Morre Jorge de Miranda Jordão, jornalista que não caiu no erro da mídia

Jorge de Miranda Jordão

Por Cristina Vaz de Carvalho, editora de J&Cia no Rio de Janeiro

Jorge de Miranda Jordão morreu na tarde de segunda-feira (10/2), aos 87 anos, no Rio de Janeiro. Ele se tratava de câncer e teve complicações cardíacas. Depois de passar mal em casa, foi internado na madrugada, num hospital na Barra da Tijuca. O enterro é nesta quarta-feira (12/2) no cemitério do Catumbi, Zona Norte do Rio. Miranda deixa quatro netos de três filhas: Tatiana e Helena, do primeiro casamento com Marlene Lima e Silva, e Patrícia, com Germana De Lamare.

Baiano de Salvador, nasceu em 14/8/1932. Chegou novo ao Rio e começou a trabalhar em 1954, na Última Hora, de Samuel Wainer, de quem era amigo. Dirigiu as sucursais do jornal em São Paulo e Porto Alegre e voltou à redação do Rio em 1963.

A convite de Octavio Frias, participou do lançamento da Folha da Tarde, em 1967. Próximo de Frei Betto, que também trabalhava na Folha da Tarde, Miranda foi preso durante a ditadura militar, em Montevidéu, no Uruguai, e levado para o Dops em Porto Alegre. Passou depois pelo DOI-Codi, no Rio, apesar de nunca se ter envolvido com qualquer organização.

Foi diretor das redações de O Dia, no Rio, e do Diário Popular, em São Paulo. O Observatório da Imprensa o definiu como “o jornalista que não caiu no erro da mídia”. Quando dirigiu o Diário Popular, em São Paulo, Miranda decidiu que o jornal não cobriria o caso da Escola Base, nem mesmo depois de esse ganhar repercussão nacional. Ele desconfiou das informações fornecidas pela polícia e não acreditou na história, que considerou uma vaidade do delegado encarregado da investigação.

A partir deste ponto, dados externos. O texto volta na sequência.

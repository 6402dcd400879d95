//! OpenAPI 3.1 document types and the route table generator.
//!
//! Schemas are carried as plain JSON Schema values, which is what OpenAPI
//! 3.1 embeds: <https://spec.openapis.org/oas/v3.1.0>

use http::{Method, StatusCode};
use indexmap::{IndexMap, IndexSet};
use openproc_core::{RouteDefinition, RouteTable, Schema};
use serde::{Deserialize, Serialize};
use serde_json::{json, Value};

use crate::error::{DocsError, DocsResult};
use crate::schema::{error_response_schema, json_schema, ERROR_SCHEMA_NAME};

/// OpenAPI version written into every document.
pub const OPENAPI_VERSION: &str = "3.1.0";

/// Document root.
#[derive(Debug, Clone, Serialize, Deserialize)]
pub struct OpenApi {
    /// OpenAPI version.
    pub openapi: String,
    /// API metadata.
    pub info: Info,
    /// Base URLs.
    #[serde(default, skip_serializing_if = "Vec::is_empty")]
    pub servers: Vec<Server>,
    /// Operations by OpenAPI path.
    #[serde(default)]
    pub paths: IndexMap<String, PathItem>,
    /// Shared schemas.
    #[serde(default, skip_serializing_if = "Option::is_none")]
    pub components: Option<Components>,
    /// Tags in first-use order.
    #[serde(default, skip_serializing_if = "Vec::is_empty")]
    pub tags: Vec<Tag>,
}

/// API metadata.
#[derive(Debug, Clone, Serialize, Deserialize)]
pub struct Info {
    /// API title.
    pub title: String,
    /// API version.
    pub version: String,
    /// API description.
    #[serde(default, skip_serializing_if = "Option::is_none")]
    pub description: Option<String>,
}

/// Server entry.
#[derive(Debug, Clone, Serialize, Deserialize)]
pub struct Server {
    /// Base URL.
    pub url: String,
    /// Description.
    #[serde(default, skip_serializing_if = "Option::is_none")]
    pub description: Option<String>,
}

/// Operations on one path.
#[derive(Debug, Clone, Default, Serialize, Deserialize)]
pub struct PathItem {
    /// GET operation.
    #[serde(default, skip_serializing_if = "Option::is_none")]
    pub get: Option<Operation>,
    /// PUT operation.
    #[serde(default, skip_serializing_if = "Option::is_none")]
    pub put: Option<Operation>,
    /// POST operation.
    #[serde(default, skip_serializing_if = "Option::is_none")]
    pub post: Option<Operation>,
    /// DELETE operation.
    #[serde(default, skip_serializing_if = "Option::is_none")]
    pub delete: Option<Operation>,
    /// PATCH operation.
    #[serde(default, skip_serializing_if = "Option::is_none")]
    pub patch: Option<Operation>,
}

impl PathItem {
    fn slot(&mut self, method: &Method) -> Option<&mut Option<Operation>> {
        match *method {
            Method::GET => Some(&mut self.get),
            Method::PUT => Some(&mut self.put),
            Method::POST => Some(&mut self.post),
            Method::DELETE => Some(&mut self.delete),
            Method::PATCH => Some(&mut self.patch),
            _ => None,
        }
    }

    /// Returns the operation for a method, if documented.
    #[must_use]
    pub fn operation(&self, method: &Method) -> Option<&Operation> {
        match *method {
            Method::GET => self.get.as_ref(),
            Method::PUT => self.put.as_ref(),
            Method::POST => self.post.as_ref(),
            Method::DELETE => self.delete.as_ref(),
            Method::PATCH => self.patch.as_ref(),
            _ => None,
        }
    }
}

/// One documented route.
#[derive(Debug, Clone, Serialize, Deserialize)]
pub struct Operation {
    /// The procedure id.
    #[serde(rename = "operationId")]
    pub operation_id: String,
    /// Short summary.
    #[serde(default, skip_serializing_if = "Option::is_none")]
    pub summary: Option<String>,
    /// Full description.
    #[serde(default, skip_serializing_if = "Option::is_none")]
    pub description: Option<String>,
    /// Tags for grouping.
    #[serde(default, skip_serializing_if = "Vec::is_empty")]
    pub tags: Vec<String>,
    /// Whether deprecated.
    #[serde(default, skip_serializing_if = "std::ops::Not::not")]
    pub deprecated: bool,
    /// Path and query parameters.
    #[serde(default, skip_serializing_if = "Vec::is_empty")]
    pub parameters: Vec<Parameter>,
    /// Request body.
    #[serde(default, skip_serializing_if = "Option::is_none")]
    #[serde(rename = "requestBody")]
    pub request_body: Option<RequestBody>,
    /// Responses by status code.
    pub responses: IndexMap<String, Response>,
}

/// Parameter location.
#[derive(Debug, Clone, Copy, PartialEq, Eq, Serialize, Deserialize)]
#[serde(rename_all = "lowercase")]
pub enum ParameterIn {
    /// Query string parameter.
    Query,
    /// URL path parameter.
    Path,
}

/// An operation parameter.
#[derive(Debug, Clone, Serialize, Deserialize)]
pub struct Parameter {
    /// Parameter name.
    pub name: String,
    /// Parameter location.
    #[serde(rename = "in")]
    pub location: ParameterIn,
    /// Description.
    #[serde(default, skip_serializing_if = "Option::is_none")]
    pub description: Option<String>,
    /// Whether required.
    #[serde(default)]
    pub required: bool,
    /// Parameter schema.
    pub schema: Value,
}

/// Request body.
#[derive(Debug, Clone, Serialize, Deserialize)]
pub struct RequestBody {
    /// Whether required.
    #[serde(default)]
    pub required: bool,
    /// Content by media type.
    pub content: IndexMap<String, MediaType>,
}

/// Media type content.
#[derive(Debug, Clone, Serialize, Deserialize)]
pub struct MediaType {
    /// Body schema.
    pub schema: Value,
}

/// Response definition.
#[derive(Debug, Clone, Serialize, Deserialize)]
pub struct Response {
    /// Description (required by OpenAPI).
    pub description: String,
    /// Content by media type.
    #[serde(default, skip_serializing_if = "IndexMap::is_empty")]
    pub content: IndexMap<String, MediaType>,
}

/// Reusable components.
#[derive(Debug, Clone, Default, Serialize, Deserialize)]
pub struct Components {
    /// Reusable schemas.
    #[serde(default, skip_serializing_if = "IndexMap::is_empty")]
    pub schemas: IndexMap<String, Value>,
}

/// API tag.
#[derive(Debug, Clone, Serialize, Deserialize)]
pub struct Tag {
    /// Tag name.
    pub name: String,
}

/// Builds an OpenAPI document from a route table.
///
/// # Example
///
/// ```
/// use openproc_core::{RouteDefinition, RouteTable, Schema};
/// use openproc_docs::OpenApiGenerator;
///
/// let routes = RouteTable::new([RouteDefinition::get("/users/{id}", "getUser")
///     .input(Schema::object().field("id", Schema::integer()))
///     .build()
///     .unwrap()])
/// .unwrap();
///
/// let doc = OpenApiGenerator::new().title("Users").version("1.0.0").generate(&routes).unwrap();
/// let op = doc.paths["/users/{id}"].get.as_ref().unwrap();
/// assert_eq!(op.operation_id, "getUser");
/// ```
#[derive(Debug, Clone)]
pub struct OpenApiGenerator {
    title: String,
    version: String,
    description: Option<String>,
    servers: Vec<Server>,
    default_content_types: Vec<String>,
}
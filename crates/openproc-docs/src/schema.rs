//! Conversion of declared schemas to JSON Schema (OpenAPI 3.1 dialect).

use openproc_core::Schema;
use serde_json::{json, Map, Value};

/// Name of the shared error body schema under `components.schemas`.
pub const ERROR_SCHEMA_NAME: &str = "OpenApiErrorResponse";

/// Renders a declared schema as a JSON Schema object.
///
/// # Example
///
/// ```
/// use openproc_core::Schema;
/// use openproc_docs::json_schema;
/// use serde_json::json;
///
/// let schema = Schema::object()
///     .field("id", Schema::integer())
///     .optional("nickname", Schema::string().nullable());
///
/// assert_eq!(
///     json_schema(&schema),
///     json!({
///         "type": "object",
///         "properties": {
///             "id": {"type": "integer"},
///             "nickname": {"anyOf": [{"type": "string"}, {"type": "null"}]}
///         },
///         "required": ["id"],
///         "additionalProperties": false
///     })
/// );
/// ```
#[must_use]
pub fn json_schema(schema: &Schema) -> Value {
    match schema {
        Schema::String {
            min_length,
            max_length,
            pattern,
            format,
        } => {
            let mut out = typed("string");
            insert_opt(&mut out, "minLength", *min_length);
            insert_opt(&mut out, "maxLength", *max_length);
            insert_opt(&mut out, "pattern", pattern.as_ref().map(|p| p.as_str()));
            insert_opt(&mut out, "format", format.map(|f| f.as_str()));
            Value::Object(out)
        }
        Schema::Integer { minimum, maximum } => {
            let mut out = typed("integer");
            insert_opt(&mut out, "minimum", *minimum);
            insert_opt(&mut out, "maximum", *maximum);
            Value::Object(out)
        }
        Schema::Number { minimum, maximum } => {
            let mut out = typed("number");
            insert_opt(&mut out, "minimum", *minimum);
            insert_opt(&mut out, "maximum", *maximum);
            Value::Object(out)
        }
        Schema::Boolean => Value::Object(typed("boolean")),
        Schema::Enum { values } => json!({ "enum": values }),
        Schema::Array {
            items,
            min_items,
            max_items,
        } => {
            let mut out = typed("array");
            out.insert("items".to_string(), json_schema(items));
            insert_opt(&mut out, "minItems", *min_items);
            insert_opt(&mut out, "maxItems", *max_items);
            Value::Object(out)
        }
        Schema::Object {
            properties,
            additional_properties,
        } => {
            let mut out = typed("object");
            let rendered: Map<String, Value> = properties
                .iter()
                .map(|(name, property)| (name.clone(), json_schema(&property.schema)))
                .collect();
            let required: Vec<&str> = properties
                .iter()
                .filter(|(_, property)| property.required)
                .map(|(name, _)| name.as_str())
                .collect();

            if !rendered.is_empty() {
                out.insert("properties".to_string(), Value::Object(rendered));
            }
            if !required.is_empty() {
                out.insert("required".to_string(), json!(required));
            }
            out.insert(
                "additionalProperties".to_string(),
                Value::Bool(*additional_properties),
            );
            Value::Object(out)
        }
        Schema::Nullable { inner } => json!({
            "anyOf": [json_schema(inner), {"type": "null"}]
        }),
        Schema::Any => json!({}),
    }
}

/// JSON Schema of the error body every failure is written with.
#[must_use]
pub fn error_response_schema() -> Value {
    json!({
        "type": "object",
        "properties": {
            "message": {"type": "string"},
            "code": {"type": "string"},
            "issues": {
                "type": "array",
                "items": {
                    "type": "object",
                    "properties": {
                        "path": {
                            "type": "array",
                            "items": {"anyOf": [{"type": "string"}, {"type": "integer"}]}
                        },
                        "message": {"type": "string"}
                    },
                    "required": ["path", "message"]
                }
            }
        },
        "required": ["message", "code"]
    })
}

fn typed(name: &str) -> Map<String, Value> {
    let mut out = Map::new();
    out.insert("type".to_string(), Value::String(name.to_string()));
    out
}

fn insert_opt<T: Into<Value>>(out: &mut Map<String, Value>, key: &str, value: Option<T>) {
    if let Some(value) = value {
        out.insert(key.to_string(), value.into());
    }
}
//! Procedure invocation context.
//!
//! The [`InvocationContext`] is what a procedure receives alongside its typed
//! input: request metadata, the validated input as JSON, the optional
//! application context value and a per-request cancellation token.

use std::sync::Arc;

use serde_json::Value;
use tokio_util::sync::CancellationToken;

use crate::{RequestContext, RequestId};

/// Complete context for invoking a procedure.
///
/// `C` is the application context produced by the handler's context factory.
/// The core never interprets it.
///
/// # Example
///
/// ```rust
/// use openproc_core::{InvocationContext, RequestContext};
/// use serde_json::json;
///
/// let ctx: InvocationContext<()> = InvocationContext::new(RequestContext::mock())
///     .with_input(json!({"id": 1}));
///
/// assert_eq!(ctx.input()["id"], 1);
/// assert!(ctx.context().is_none());
/// assert!(!ctx.is_cancelled());
/// ```
#[derive(Debug)]
pub struct InvocationContext<C> {
    request: Arc<RequestContext>,
    input: Value,
    context: Option<Arc<C>>,
    cancellation: CancellationToken,
}

impl<C> Clone for InvocationContext<C> {
    fn clone(&self) -> Self {
        Self {
            request: Arc::clone(&self.request),
            input: self.input.clone(),
            context: self.context.clone(),
            cancellation: self.cancellation.clone(),
        }
    }
}

impl<C> InvocationContext<C> {
    /// Creates an invocation context with no input, no application context
    /// and a fresh cancellation token.
    #[must_use]
    pub fn new(request: RequestContext) -> Self {
        Self::from_shared(Arc::new(request))
    }

    /// Creates an invocation context sharing request metadata.
    #[must_use]
    pub fn from_shared(request: Arc<RequestContext>) -> Self {
        Self {
            request,
            input: Value::Null,
            context: None,
            cancellation: CancellationToken::new(),
        }
    }

    /// Sets the validated input.
    #[must_use]
    pub fn with_input(mut self, input: Value) -> Self {
        self.input = input;
        self
    }

    /// Sets the application context.
    #[must_use]
    pub fn with_context(mut self, context: Option<Arc<C>>) -> Self {
        self.context = context;
        self
    }

    /// Sets the cancellation token.
    #[must_use]
    pub fn with_cancellation(mut self, token: CancellationToken) -> Self {
        self.cancellation = token;
        self
    }

    /// Returns the request metadata.
    #[must_use]
    pub fn request(&self) -> &RequestContext {
        &self.request
    }

    /// Returns the request id.
    #[must_use]
    pub fn request_id(&self) -> RequestId {
        self.request.request_id()
    }

    /// Returns the validated input as JSON.
    #[must_use]
    pub fn input(&self) -> &Value {
        &self.input
    }

    /// Returns the application context, if a factory produced one.
    #[must_use]
    pub fn context(&self) -> Option<&C> {
        self.context.as_deref()
    }

    /// Returns a shared handle to the application context.
    #[must_use]
    pub fn context_arc(&self) -> Option<Arc<C>> {
        self.context.clone()
    }

    /// Returns the cancellation token.
    #[must_use]
    pub fn cancellation(&self) -> &CancellationToken {
        &self.cancellation
    }

    /// Returns true once the request has been cancelled.
    #[must_use]
    pub fn is_cancelled(&self) -> bool {
        self.cancellation.is_cancelled()
    }
}
//! Error reporting hook.
//!
//! The hook sees every failed request exactly once, before its response is
//! written, with the original error (internal messages and sources
//! included). A panicking hook is contained: the panic is logged and counted
//! and the client still gets its mapped response.

use std::fmt;
use std::panic::{catch_unwind, AssertUnwindSafe};
use std::sync::Arc;

use openproc_core::{ProcedureError, RequestContext};
use serde_json::Value;

/// Pipeline stage a failure came from.
#[derive(Debug, Clone, Copy, PartialEq, Eq, Hash)]
pub enum ErrorKind {
    /// No route matched the path.
    NotFound,
    /// The path matched only for other methods.
    MethodNotAllowed,
    /// The body or query could not be read or parsed.
    Extraction,
    /// The input failed its schema.
    Validation,
    /// The context factory failed.
    Context,
    /// The procedure returned an error.
    Procedure,
    /// The procedure output failed its declared schema.
    Output,
    /// The transport gave up waiting.
    Timeout,
}

impl ErrorKind {
    /// Returns a stable lowercase name for logs.
    #[must_use]
    pub fn as_str(&self) -> &'static str {
        match self {
            Self::NotFound => "not_found",
            Self::MethodNotAllowed => "method_not_allowed",
            Self::Extraction => "extraction",
            Self::Validation => "validation",
            Self::Context => "context",
            Self::Procedure => "procedure",
            Self::Output => "output",
            Self::Timeout => "timeout",
        }
    }
}

impl fmt::Display for ErrorKind {
    fn fmt(&self, f: &mut fmt::Formatter<'_>) -> fmt::Result {
        f.write_str(self.as_str())
    }
}

/// Everything known about a failed request.
#[derive(Debug)]
pub struct ErrorReport<'a, C> {
    /// The original error.
    pub error: &'a ProcedureError,
    /// Stage the error came from.
    pub kind: ErrorKind,
    /// Matched procedure, if routing succeeded.
    pub procedure_id: Option<&'a str>,
    /// Assembled input, if it was assembled.
    pub input: Option<&'a Value>,
    /// Context, if the factory ran and succeeded.
    pub context: Option<&'a C>,
    /// Request metadata.
    pub request: &'a RequestContext,
}

/// Type-erased error hook.
pub type ErrorHook<C> = Arc<dyn Fn(&ErrorReport<'_, C>) + Send + Sync>;

/// Runs the hook, containing any panic.
///
/// Returns `false` if the hook panicked.
pub(crate) fn report<C>(hook: Option<&ErrorHook<C>>, report: &ErrorReport<'_, C>) -> bool {
    let Some(hook) = hook else {
        return true;
    };

    match catch_unwind(AssertUnwindSafe(|| hook(report))) {
        Ok(()) => true,
        Err(panic) => {
            let message = panic
                .downcast_ref::<&str>()
                .map(|s| (*s).to_string())
                .or_else(|| panic.downcast_ref::<String>().cloned())
                .unwrap_or_else(|| "non-string panic payload".to_string());
            tracing::error!(
                request_id = %report.request.request_id(),
                procedure_id = report.procedure_id.unwrap_or_default(),
                panic = %message,
                "error hook panicked"
            );
            openproc_telemetry::metrics::record_hook_panic();
            false
        }
    }
}
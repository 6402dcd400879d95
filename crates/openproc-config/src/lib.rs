//! Typed, layered configuration for openproc.
//!
//! - TOML and JSON files
//! - Environment variable overrides
//! - Strict parsing (unknown keys fail)
//! - Layering: defaults → file → env
//!
//! # Example
//!
//! ```no_run
//! use openproc_config::{ConfigLoader, OpenprocConfig};
//!
//! # fn main() -> Result<(), openproc_config::ConfigError> {
//! let config: OpenprocConfig = ConfigLoader::new()
//!     .with_optional_file("openproc.toml")?
//!     .with_env_prefix("OPENPROC")
//!     .load()?;
//!
//! openproc_telemetry::init_telemetry(&config.telemetry()).ok();
//! # Ok(())
//! # }
//! ```
//!
//! # File Format
//!
//! ```toml
//! [handler]
//! max_body_size = 1048576
//!
//! [server]
//! http_addr = "0.0.0.0:8080"
//! base_path = "/api"
//! request_timeout_secs = 30
//! shutdown_timeout_secs = 30
//!
//! [logging]
//! level = "info"
//! format = "json"
//!
//! [metrics]
//! enabled = true
//! addr = "0.0.0.0:9090"
//! ```
//!
//! # Environment Overrides
//!
//! Keys use the form `PREFIX__SECTION__KEY`; `none` clears optional values:
//!
//! - `OPENPROC__SERVER__HTTP_ADDR=0.0.0.0:9000`
//! - `OPENPROC__HANDLER__MAX_BODY_SIZE=none`
//! - `OPENPROC__METRICS__ENABLED=false`

#![warn(missing_docs)]

mod config;
mod error;
mod loader;
mod schema;

pub use config::{OpenprocConfig, OpenprocConfigBuilder};
pub use error::ConfigError;
pub use loader::{ConfigLoader, DEFAULT_ENV_PREFIX};
pub use schema::{HandlerConfig, LogFormat, LoggingConfig, MetricsConfig, ServerConfig};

Sua firmeza foi um dos fatores que levaram à elucidação do caso. Era descrito por colegas e amigos como um homem sério e de poucas palavras no trabalho, mas, ao mesmo tempo, boêmio, bom companheiro de uísque. Miranda influenciou gerações de profissionais.

Em 2018, deu um depoimento para o livro Memórias da imprensa escrita, do amigo Aziz Ahmed, em que narra casos vividos em redações de São Paulo, Porto Alegre e no Rio – onde iniciou e terminou a carreira.